Group hotel demand, which is an indicator of conference-related bookings, fell slightly in 2007 and 2008 before tumbling 15 percent in 2009. Despite growth in 2010 and 2011, group hotel demand still has not reached pre-recession levels, according to data from Smith Travel Research.
MORE CUTS TO COME?
Jereon Brown, a spokesman for the Department of Housing and Urban Development, said the department is trying to take a common-sense approach to travel changes, adding extra layers of scrutiny to employee requests to attend conferences.
And officials believe they can replace some of that interaction by doubling up on virtual meetings - Skype chats, teleconferences, etc. They are also trying to train more employees in-house to cut costs, Brown said.
"No federal employee wants to be thought of as wasting money at a conference," he said. "There's extra caution in, 'Do I need to go to this conference? Is there another way of getting this training?'"
Federal agencies may have to dig even deeper if Congress moves forward with tougher conference spending rules.
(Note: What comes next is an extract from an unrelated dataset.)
//! Shared utility helpers.

pub mod error;
pub(crate) mod math;

pub use error::{ErrorClass, ScreenMatchError, ScreenMatchResult};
The Senate approved an amendment to U.S. Postal Service legislation that would block agencies from sponsoring more than one conference a year, cap the number of employees who can attend overseas conferences and require more reporting about travel spending. The House attached the amendment to a government transparency bill.
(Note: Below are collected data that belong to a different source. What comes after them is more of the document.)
//! Pixel comparison at a single anchor.
//!
//! A target pixel matches when all three bands equal the raster pixel under
//! it. With fuzzy matching enabled, a mismatching pixel is rescued when any
//! of the raster pixel's eight in-bounds neighbors equals the target pixel
//! exactly. Errors are accounted through an [`ErrorSink`], which lets the
//! same loop serve a private counter and a budget shared across a cohort.

use crate::geometry::Anchor;
use crate::image::{PixelView, BANDS};
use crate::util::math::error_budget;
use crate::util::{ScreenMatchError, ScreenMatchResult};

mod fuzzy;

pub use fuzzy::neighbor_matches;

/// Maximum number of mismatched pixels a match may contain.
#[derive(Clone, Copy, Debug, PartialEq, Eq, PartialOrd, Ord, Default)]
pub struct ToleranceBudget(pub usize);

impl ToleranceBudget {
    /// Budget that admits no mismatch.
    pub const EXACT: Self = Self(0);

    /// Derives the budget from the percent of `pixels` that must match.
    pub fn from_percent(percent: u8, pixels: usize) -> ScreenMatchResult<Self> {
        if percent > 100 {
            return Err(ScreenMatchError::InvalidTolerance { percent });
        }
        Ok(Self(error_budget(percent, pixels)))
    }

    pub fn errors(self) -> usize {
        self.0
    }

    pub fn is_exact(self) -> bool {
        self.0 == 0
    }
}

/// Per-search comparison parameters.
#[derive(Clone, Copy, Debug, PartialEq, Eq)]
pub struct MatchParams {
    /// Mismatches tolerated before a candidate is rejected.
    pub budget: ToleranceBudget,
    /// Try the 8-neighborhood before counting a pixel as an error.
    ///
    /// Applies at every budget, including [`ToleranceBudget::EXACT`]. Every
    /// target pixel of a distinct pattern is then rescued one step
    /// diagonally, so a row-major search can accept the anchor one pixel up
    /// and left of the true location.
    pub fuzzy: bool,
}

impl MatchParams {
    pub fn exact() -> Self {
        Self {
            budget: ToleranceBudget::EXACT,
            fuzzy: false,
        }
    }
}

/// Receives pixel errors while a comparison runs.
pub trait ErrorSink {
    /// Records one mismatched pixel; returns `true` once the budget is exceeded.
    fn record_error(&mut self) -> bool;

    /// Returns `true` when the comparison should stop early.
    ///
    /// Checked once per target row.
    fn abandoned(&self) -> bool {
        false
    }
}

/// Error counter owned by a single comparison.
#[derive(Clone, Copy, Debug)]
pub struct LocalBudget {
    errors: usize,
    budget: usize,
}

impl LocalBudget {
    pub fn new(budget: ToleranceBudget) -> Self {
        Self {
            errors: 0,
            budget: budget.errors(),
        }
    }

    pub fn errors(&self) -> usize {
        self.errors
    }
}

impl ErrorSink for LocalBudget {
    fn record_error(&mut self) -> bool {
        self.errors += 1;
        self.errors > self.budget
    }
}

/// Result of comparing a target against one anchor.
#[derive(Clone, Copy, Debug, PartialEq, Eq)]
pub struct Verdict {
    /// Every pixel was compared and the budget held.
    pub ok: bool,
    /// Mismatched pixels seen before the comparison ended.
    pub errors: usize,
    /// Pixels compared before the comparison ended.
    pub compared: usize,
}

impl Verdict {
    const REJECTED: Self = Self {
        ok: false,
        errors: 0,
        compared: 0,
    };

    /// Pixels that matched (exactly or through the fuzzy rescue).
    pub fn matched_pixels(&self) -> usize {
        self.compared - self.errors
    }
}

/// Compares `target` against `raster` with its top-left corner at `anchor`.
///
/// Stops as soon as `sink` reports the budget exceeded or asks to abandon.
/// Anchors where the target would leave the raster are rejected without
/// reading any pixel.
pub fn match_at<S: ErrorSink>(
    raster: PixelView<'_>,
    target: PixelView<'_>,
    anchor: Anchor,
    fuzzy: bool,
    sink: &mut S,
) -> Verdict {
    let tw = target.width();
    let th = target.height();
    let fits = anchor
        .x
        .checked_add(tw)
        .zip(anchor.y.checked_add(th))
        .is_some_and(|(ex, ey)| ex <= raster.width() && ey <= raster.height());
    if !fits {
        return Verdict::REJECTED;
    }

    let mut errors = 0usize;
    let mut compared = 0usize;
    let x_start = anchor.x * BANDS;
    let x_end = x_start + tw * BANDS;

    for ty in 0..th {
        if sink.abandoned() {
            return Verdict {
                ok: false,
                errors,
                compared,
            };
        }
        let (Some(t_row), Some(r_row)) = (target.row(ty), raster.row(anchor.y + ty)) else {
            return Verdict::REJECTED;
        };
        let r_row = &r_row[x_start..x_end];
        for (tx, (t_px, r_px)) in t_row
            .chunks_exact(BANDS)
            .zip(r_row.chunks_exact(BANDS))
            .enumerate()
        {
            compared += 1;
            if t_px == r_px {
                continue;
            }
            let want = [t_px[0], t_px[1], t_px[2]];
            if fuzzy && neighbor_matches(raster, anchor.x + tx, anchor.y + ty, want) {
                continue;
            }
            errors += 1;
            if sink.record_error() {
                return Verdict {
                    ok: false,
                    errors,
                    compared,
                };
            }
        }
    }

    Verdict {
        ok: true,
        errors,
        compared,
    }
}

/// Compares with a private counter bounded by `params.budget`.
pub fn match_with_budget(
    raster: PixelView<'_>,
    target: PixelView<'_>,
    anchor: Anchor,
    params: MatchParams,
) -> Verdict {
    let mut sink = LocalBudget::new(params.budget);
    match_at(raster, target, anchor, params.fuzzy, &mut sink)
}

#[cfg(test)]
mod tests {
    use super::{match_with_budget, ErrorSink, MatchParams, ToleranceBudget};
    use crate::geometry::{Anchor, Rect};
    use crate::image::OwnedPixels;
    use crate::util::ScreenMatchError;

    fn checker(width: usize, height: usize) -> OwnedPixels {
        OwnedPixels::from_fn(width, height, |x, y| {
            let v = ((x * 37) ^ (y * 91)) as u8;
            [v, v.wrapping_add(13), v.wrapping_mul(3)]
        })
        .unwrap()
    }

    #[test]
    fn budget_from_percent_rejects_out_of_range() {
        assert_eq!(
            ToleranceBudget::from_percent(101, 10).unwrap_err(),
            ScreenMatchError::InvalidTolerance { percent: 101 }
        );
        assert_eq!(ToleranceBudget::from_percent(98, 64).unwrap(), ToleranceBudget(1));
        assert!(ToleranceBudget::from_percent(100, 64).unwrap().is_exact());
    }

    #[test]
    fn exact_copy_matches_with_zero_errors() {
        let raster = checker(20, 20);
        let target = OwnedPixels::from_view(raster.view().roi(4, 6, 5, 5).unwrap()).unwrap();
        let verdict = match_with_budget(
            raster.view(),
            target.view(),
            Anchor::new(4, 6),
            MatchParams::exact(),
        );
        assert!(verdict.ok);
        assert_eq!(verdict.errors, 0);
        assert_eq!(verdict.compared, 25);
    }

    #[test]
    fn single_band_difference_counts_one_error() {
        let raster = checker(12, 12);
        let mut target = OwnedPixels::from_view(raster.view().roi(2, 2, 4, 4).unwrap()).unwrap();
        let px = target.view().pixel(1, 1).unwrap();
        target
            .set_pixel(1, 1, [px[0], px[1], px[2].wrapping_add(1)])
            .unwrap();

        let strict = match_with_budget(
            raster.view(),
            target.view(),
            Anchor::new(2, 2),
            MatchParams::exact(),
        );
        assert!(!strict.ok);
        assert_eq!(strict.errors, 1);

        let tolerant = match_with_budget(
            raster.view(),
            target.view(),
            Anchor::new(2, 2),
            MatchParams {
                budget: ToleranceBudget(1),
                fuzzy: false,
            },
        );
        assert!(tolerant.ok);
        assert_eq!(tolerant.errors, 1);
        assert_eq!(tolerant.compared, 16);
    }

    #[test]
    fn early_exit_reports_partial_counts() {
        let raster = OwnedPixels::filled(10, 10, [0, 0, 0]).unwrap();
        let target = OwnedPixels::filled(4, 4, [255, 255, 255]).unwrap();
        let verdict = match_with_budget(
            raster.view(),
            target.view(),
            Anchor::new(0, 0),
            MatchParams {
                budget: ToleranceBudget(2),
                fuzzy: false,
            },
        );
        assert!(!verdict.ok);
        assert_eq!(verdict.errors, 3);
        assert_eq!(verdict.compared, 3);
        assert_eq!(verdict.matched_pixels(), 0);
    }

    #[test]
    fn fuzzy_rescues_shifted_pixel() {
        let mut raster = OwnedPixels::filled(8, 8, [10, 10, 10]).unwrap();
        raster.set_pixel(4, 3, [200, 0, 0]).unwrap();
        let mut target = OwnedPixels::filled(3, 3, [10, 10, 10]).unwrap();
        target.set_pixel(1, 1, [200, 0, 0]).unwrap();

        // The odd pixel sits one column right of where the target expects it.
        let anchor = Anchor::new(2, 2);
        let strict = match_with_budget(raster.view(), target.view(), anchor, MatchParams::exact());
        assert!(!strict.ok);

        let fuzzy = match_with_budget(
            raster.view(),
            target.view(),
            anchor,
            MatchParams {
                budget: ToleranceBudget::EXACT,
                fuzzy: true,
            },
        );
        assert!(fuzzy.ok);
        assert_eq!(fuzzy.errors, 0);
        assert_eq!(fuzzy.compared, 9);
    }

    #[test]
    fn fuzzy_at_full_tolerance_accepts_diagonal_neighbor_first() {
        let mut raster = OwnedPixels::filled(10, 10, [0, 0, 0]).unwrap();
        let target = OwnedPixels::from_fn(3, 3, |x, y| [(1 + x + 3 * y) as u8, 50, 50]).unwrap();
        raster.blit(target.view(), 5, 4).unwrap();
        let span = Rect::new(0, 0, 10, 10).anchor_span(3, 3).unwrap();

        let first_at = |fuzzy: bool| {
            let params = MatchParams {
                budget: ToleranceBudget::EXACT,
                fuzzy,
            };
            span.iter()
                .find(|&a| match_with_budget(raster.view(), target.view(), a, params).ok)
        };
        assert_eq!(first_at(false), Some(Anchor::new(5, 4)));
        assert_eq!(first_at(true), Some(Anchor::new(4, 3)));
    }

    #[test]
    fn out_of_bounds_anchor_is_rejected() {
        let raster = checker(6, 6);
        let target = checker(4, 4);
        let verdict = match_with_budget(
            raster.view(),
            target.view(),
            Anchor::new(3, 0),
            MatchParams::exact(),
        );
        assert!(!verdict.ok);
        assert_eq!(verdict.compared, 0);
    }

    struct Abandoning;

    impl ErrorSink for Abandoning {
        fn record_error(&mut self) -> bool {
            false
        }

        fn abandoned(&self) -> bool {
            true
        }
    }

    #[test]
    fn abandoned_sink_stops_before_first_row() {
        let raster = checker(6, 6);
        let target = OwnedPixels::from_view(raster.view().roi(0, 0, 2, 2).unwrap()).unwrap();
        let verdict = super::match_at(
            raster.view(),
            target.view(),
            Anchor::new(0, 0),
            false,
            &mut Abandoning,
        );
        assert!(!verdict.ok);
        assert_eq!(verdict.compared, 0);
    }
}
Neither the transparency bill nor the postal bill have yet passed both sides of Congress.
Senator Tom Coburn, the Republican who offered the plan, said at the time that the changes would protect the federal government from unnecessary travel and prevent future scandals.
Trade associations and other groups asked lawmakers to delete portions of the amendment they believe would unnecessarily hurt industry conferences.
The American Society of Association Executives said in a letter to Congress that the broad one-per-year language could mean if employees of an agency attended a conference, no other agency employees could attend conferences that year.
"The overly restrictive policies are just bad for everybody," Hansen said. "We have confidence that if these measures were brought up for a vote again, slightly removed from the crisis, that members would take a more level-headed approach."